What is expected:
Whenever the word "source" shows up in a line of the data, copy that line.

Dataset content:
-=-=-=-=-

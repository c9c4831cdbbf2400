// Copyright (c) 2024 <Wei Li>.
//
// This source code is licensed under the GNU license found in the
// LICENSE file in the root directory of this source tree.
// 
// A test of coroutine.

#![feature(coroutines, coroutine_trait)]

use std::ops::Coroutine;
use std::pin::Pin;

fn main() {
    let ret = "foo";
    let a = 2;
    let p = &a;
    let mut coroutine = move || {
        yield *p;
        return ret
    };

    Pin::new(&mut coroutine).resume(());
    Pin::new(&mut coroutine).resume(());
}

-=-=-=-=-

Response to this task:
// This source code is licensed under the GNU license found in the
// LICENSE file in the root directory of this source tree.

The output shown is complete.